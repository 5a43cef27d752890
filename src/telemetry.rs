//! Tracing/logging initialization.
//!
//! Ledger notifications are `tracing` events. The binary routes them to
//! stderr so stdout only carries the ledger output.

use clap::ValueEnum;
use tracing_subscriber::EnvFilter;

/// Layout of log lines
#[derive(Debug, Clone, Copy, PartialEq, Eq, Default, ValueEnum)]
pub enum LogFormat {
    /// Human-readable lines
    #[default]
    Text,
    /// One JSON object per event
    Json,
}

/// Initialize tracing/logging for the process.
///
/// Filtering follows `RUST_LOG`, defaulting to `info`. Safe to call multiple
/// times (subsequent calls are no-ops).
pub fn init(format: LogFormat) {
    let filter = EnvFilter::try_from_default_env().unwrap_or_else(|_| EnvFilter::new("info"));

    let builder = tracing_subscriber::fmt()
        .with_env_filter(filter)
        .with_writer(std::io::stderr)
        .with_target(false);

    let _ = match format {
        LogFormat::Text => builder.try_init(),
        LogFormat::Json => builder.json().try_init(),
    };
}

#[cfg(test)]
mod tests {
    use super::*;

    #[test]
    fn test_init_twice_is_harmless() {
        init(LogFormat::Json);
        init(LogFormat::Text);
        tracing::info!("still logging");
    }
}
//! Account ledger
//!
//! This module provides the `Ledger` struct which owns every client's accounts
//! and implements the balance-mutating operations.
//!
//! The Ledger is responsible for:
//! - Resolving (client, account name) pairs, distinguishing unknown clients
//!   from unknown accounts
//! - Opening and deleting accounts
//! - Deposits, withdrawals and two-sided transfers
//! - Emitting a notification for every operation outcome
//!
//! Every operation either applies completely or returns an error without
//! touching the ledger.

use crate::core::config::{AmountPolicy, DuplicateNamePolicy, LedgerConfig};
use crate::core::registry::ClientRegistry;
use crate::core::traits::LedgerView;
use crate::types::{Account, AccountNumber, Counterpart, HistoryEntry, LedgerError};
use rust_decimal::Decimal;
use std::collections::HashMap;
use tracing::{info, warn};

/// Balances left behind by a successful transfer
#[derive(Debug, Clone, Copy, PartialEq, Eq)]
pub struct TransferReceipt {
    /// Amount moved
    pub amount: Decimal,
    /// Source balance after the debit
    pub from_balance: Decimal,
    /// Destination balance after the credit
    pub to_balance: Decimal,
}

/// In-memory ledger of client accounts
///
/// Each registered client maps to an ordered list of accounts. Lookups by name
/// return the first match, so with duplicate names allowed the later accounts
/// are shadowed.
#[derive(Debug, Clone)]
pub struct Ledger {
    registry: ClientRegistry,
    accounts: HashMap<String, Vec<Account>>,
    next_account_number: AccountNumber,
    config: LedgerConfig,
}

## WHAT YOU HAVE TO DO
Output every line of the listing word for word.

## PROBLEM SOLUTION
repository 5a43cef27d752890
filename src/telemetry.rs
//! Tracing/logging initialization.
//!
//! Ledger notifications are `tracing` events. The binary routes them to
//! stderr so stdout only carries the ledger output.

use clap::ValueEnum;
use tracing_subscriber::EnvFilter;

/// Layout of log lines
#[derive(Debug, Clone, Copy, PartialEq, Eq, Default, ValueEnum)]
pub enum LogFormat {
    /// Human-readable lines
    #[default]
    Text,
    /// One JSON object per event
    Json,
}

/// Initialize tracing/logging for the process.
///
/// Filtering follows `RUST_LOG`, defaulting to `info`. Safe to call multiple
/// times (subsequent calls are no-ops).
pub fn init(format: LogFormat) {
    let filter = EnvFilter::try_from_default_env().unwrap_or_else(|_| EnvFilter::new("info"));

    let builder = tracing_subscriber::fmt()
        .with_env_filter(filter)
        .with_writer(std::io::stderr)
        .with_target(false);

    let _ = match format {
        LogFormat::Text => builder.try_init(),
        LogFormat::Json => builder.json().try_init(),
    };
}

#[cfg(test)]
mod tests {
    use super::*;

    #[test]
    fn test_init_twice_is_harmless() {
        init(LogFormat::Json);
        init(LogFormat::Text);
        tracing::info!("still logging");
    }
}
//! Account ledger
//!
//! This module provides the `Ledger` struct which owns every client's accounts
//! and implements the balance-mutating operations.
//!
//! The Ledger is responsible for:
//! - Resolving (client, account name) pairs, distinguishing unknown clients
//!   from unknown accounts
//! - Opening and deleting accounts
//! - Deposits, withdrawals and two-sided transfers
//! - Emitting a notification for every operation outcome
//!
//! Every operation either applies completely or returns an error without
//! touching the ledger.

use crate::core::config::{AmountPolicy, DuplicateNamePolicy, LedgerConfig};
use crate::core::registry::ClientRegistry;
use crate::core::traits::LedgerView;
use crate::types::{Account, AccountNumber, Counterpart, HistoryEntry, LedgerError};
use rust_decimal::Decimal;
use std::collections::HashMap;
use tracing::{info, warn};

/// Balances left behind by a successful transfer
#[derive(Debug, Clone, Copy, PartialEq, Eq)]
pub struct TransferReceipt {
    /// Amount moved
    pub amount: Decimal,
    /// Source balance after the debit
    pub from_balance: Decimal,
    /// Destination balance after the credit
    pub to_balance: Decimal,
}

/// In-memory ledger of client accounts
///
/// Each registered client maps to an ordered list of accounts. Lookups by name
/// return the first match, so with duplicate names allowed the later accounts
/// are shadowed.
#[derive(Debug, Clone)]
pub struct Ledger {
    registry: ClientRegistry,
    accounts: HashMap<String, Vec<Account>>,
    next_account_number: AccountNumber,
    config: LedgerConfig,
}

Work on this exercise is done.